**Provided entries:**
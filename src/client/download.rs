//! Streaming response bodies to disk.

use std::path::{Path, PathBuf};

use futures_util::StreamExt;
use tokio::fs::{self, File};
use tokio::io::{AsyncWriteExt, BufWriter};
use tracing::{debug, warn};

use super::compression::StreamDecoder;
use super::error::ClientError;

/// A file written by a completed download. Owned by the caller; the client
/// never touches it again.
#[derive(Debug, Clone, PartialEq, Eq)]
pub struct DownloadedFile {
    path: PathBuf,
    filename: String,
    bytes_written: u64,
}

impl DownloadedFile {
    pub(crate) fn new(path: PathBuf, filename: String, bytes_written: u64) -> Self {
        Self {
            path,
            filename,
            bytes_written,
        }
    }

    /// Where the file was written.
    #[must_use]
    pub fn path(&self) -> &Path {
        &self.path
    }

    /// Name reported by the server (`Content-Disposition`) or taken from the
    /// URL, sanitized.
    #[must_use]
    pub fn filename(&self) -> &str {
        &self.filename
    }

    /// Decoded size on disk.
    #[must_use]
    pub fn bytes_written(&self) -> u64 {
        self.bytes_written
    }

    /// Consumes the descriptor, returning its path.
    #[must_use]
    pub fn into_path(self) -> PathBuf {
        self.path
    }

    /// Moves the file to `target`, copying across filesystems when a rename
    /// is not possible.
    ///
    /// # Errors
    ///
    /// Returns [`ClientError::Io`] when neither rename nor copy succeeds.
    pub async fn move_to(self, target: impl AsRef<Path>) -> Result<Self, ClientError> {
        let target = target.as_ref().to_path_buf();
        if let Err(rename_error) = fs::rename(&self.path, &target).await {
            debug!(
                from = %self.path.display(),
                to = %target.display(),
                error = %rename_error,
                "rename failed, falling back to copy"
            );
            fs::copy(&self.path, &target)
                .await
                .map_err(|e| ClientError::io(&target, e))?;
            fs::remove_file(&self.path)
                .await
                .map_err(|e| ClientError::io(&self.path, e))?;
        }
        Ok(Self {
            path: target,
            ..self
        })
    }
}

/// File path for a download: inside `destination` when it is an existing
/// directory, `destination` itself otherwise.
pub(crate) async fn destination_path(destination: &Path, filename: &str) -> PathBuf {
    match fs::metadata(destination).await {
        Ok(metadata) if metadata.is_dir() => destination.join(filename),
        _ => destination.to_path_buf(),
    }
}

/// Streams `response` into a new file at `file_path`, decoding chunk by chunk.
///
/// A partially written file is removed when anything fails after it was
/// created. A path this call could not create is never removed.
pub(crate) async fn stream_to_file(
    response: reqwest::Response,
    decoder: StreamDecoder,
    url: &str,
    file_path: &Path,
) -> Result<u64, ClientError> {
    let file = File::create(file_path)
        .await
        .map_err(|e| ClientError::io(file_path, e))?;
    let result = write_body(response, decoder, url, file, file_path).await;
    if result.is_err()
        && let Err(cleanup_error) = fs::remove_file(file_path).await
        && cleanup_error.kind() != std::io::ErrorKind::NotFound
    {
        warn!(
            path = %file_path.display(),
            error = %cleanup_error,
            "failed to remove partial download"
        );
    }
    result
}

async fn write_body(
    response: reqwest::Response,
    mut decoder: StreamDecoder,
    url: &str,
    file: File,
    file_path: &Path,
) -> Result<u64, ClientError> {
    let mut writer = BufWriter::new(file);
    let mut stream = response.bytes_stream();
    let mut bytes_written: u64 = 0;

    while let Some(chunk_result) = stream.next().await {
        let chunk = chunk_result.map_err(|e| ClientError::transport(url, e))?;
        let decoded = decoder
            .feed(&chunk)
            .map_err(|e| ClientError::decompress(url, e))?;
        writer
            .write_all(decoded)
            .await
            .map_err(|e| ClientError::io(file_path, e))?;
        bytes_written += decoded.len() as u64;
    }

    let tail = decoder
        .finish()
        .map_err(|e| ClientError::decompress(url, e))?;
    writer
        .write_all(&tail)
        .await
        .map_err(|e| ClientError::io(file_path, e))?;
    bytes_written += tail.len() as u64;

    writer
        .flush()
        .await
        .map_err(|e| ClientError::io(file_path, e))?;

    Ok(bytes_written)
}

**Instructions to follow:** From the records above, please extract every line and repeat it exactly.

**Result below:**
filename src/client/download.rs
//! Streaming response bodies to disk.

use std::path::{Path, PathBuf};

use futures_util::StreamExt;
use tokio::fs::{self, File};
use tokio::io::{AsyncWriteExt, BufWriter};
use tracing::{debug, warn};

use super::compression::StreamDecoder;
use super::error::ClientError;

/// A file written by a completed download. Owned by the caller; the client
/// never touches it again.
#[derive(Debug, Clone, PartialEq, Eq)]
pub struct DownloadedFile {
    path: PathBuf,
    filename: String,
    bytes_written: u64,
}

impl DownloadedFile {
    pub(crate) fn new(path: PathBuf, filename: String, bytes_written: u64) -> Self {
        Self {
            path,
            filename,
            bytes_written,
        }
    }

    /// Where the file was written.
    #[must_use]
    pub fn path(&self) -> &Path {
        &self.path
    }

    /// Name reported by the server (`Content-Disposition`) or taken from the
    /// URL, sanitized.
    #[must_use]
    pub fn filename(&self) -> &str {
        &self.filename
    }

    /// Decoded size on disk.
    #[must_use]
    pub fn bytes_written(&self) -> u64 {
        self.bytes_written
    }

    /// Consumes the descriptor, returning its path.
    #[must_use]
    pub fn into_path(self) -> PathBuf {
        self.path
    }

    /// Moves the file to `target`, copying across filesystems when a rename
    /// is not possible.
    ///
    /// # Errors
    ///
    /// Returns [`ClientError::Io`] when neither rename nor copy succeeds.
    pub async fn move_to(self, target: impl AsRef<Path>) -> Result<Self, ClientError> {
        let target = target.as_ref().to_path_buf();
        if let Err(rename_error) = fs::rename(&self.path, &target).await {
            debug!(
                from = %self.path.display(),
                to = %target.display(),
                error = %rename_error,
                "rename failed, falling back to copy"
            );
            fs::copy(&self.path, &target)
                .await
                .map_err(|e| ClientError::io(&target, e))?;
            fs::remove_file(&self.path)
                .await
                .map_err(|e| ClientError::io(&self.path, e))?;
        }
        Ok(Self {
            path: target,
            ..self
        })
    }
}

/// File path for a download: inside `destination` when it is an existing
/// directory, `destination` itself otherwise.
pub(crate) async fn destination_path(destination: &Path, filename: &str) -> PathBuf {
    match fs::metadata(destination).await {
        Ok(metadata) if metadata.is_dir() => destination.join(filename),
        _ => destination.to_path_buf(),
    }
}

/// Streams `response` into a new file at `file_path`, decoding chunk by chunk.
///
/// A partially written file is removed when anything fails after it was
/// created. A path this call could not create is never removed.
pub(crate) async fn stream_to_file(
    response: reqwest::Response,
    decoder: StreamDecoder,
    url: &str,
    file_path: &Path,
) -> Result<u64, ClientError> {
    let file = File::create(file_path)
        .await
        .map_err(|e| ClientError::io(file_path, e))?;
    let result = write_body(response, decoder, url, file, file_path).await;
    if result.is_err()
        && let Err(cleanup_error) = fs::remove_file(file_path).await
        && cleanup_error.kind() != std::io::ErrorKind::NotFound
    {
        warn!(
            path = %file_path.display(),
            error = %cleanup_error,
            "failed to remove partial download"
        );
    }
    result
}

async fn write_body(
    response: reqwest::Response,
    mut decoder: StreamDecoder,
    url: &str,
    file: File,
    file_path: &Path,
) -> Result<u64, ClientError> {
    let mut writer = BufWriter::new(file);
    let mut stream = response.bytes_stream();
    let mut bytes_written: u64 = 0;

    while let Some(chunk_result) = stream.next().await {
        let chunk = chunk_result.map_err(|e| ClientError::transport(url, e))?;
        let decoded = decoder
            .feed(&chunk)
            .map_err(|e| ClientError::decompress(url, e))?;
        writer
            .write_all(decoded)
            .await
            .map_err(|e| ClientError::io(file_path, e))?;
        bytes_written += decoded.len() as u64;
    }

    let tail = decoder
        .finish()
        .map_err(|e| ClientError::decompress(url, e))?;
    writer
        .write_all(&tail)
        .await
        .map_err(|e| ClientError::io(file_path, e))?;
    bytes_written += tail.len() as u64;

    writer
        .flush()
        .await
        .map_err(|e| ClientError::io(file_path, e))?;

    Ok(bytes_written)
}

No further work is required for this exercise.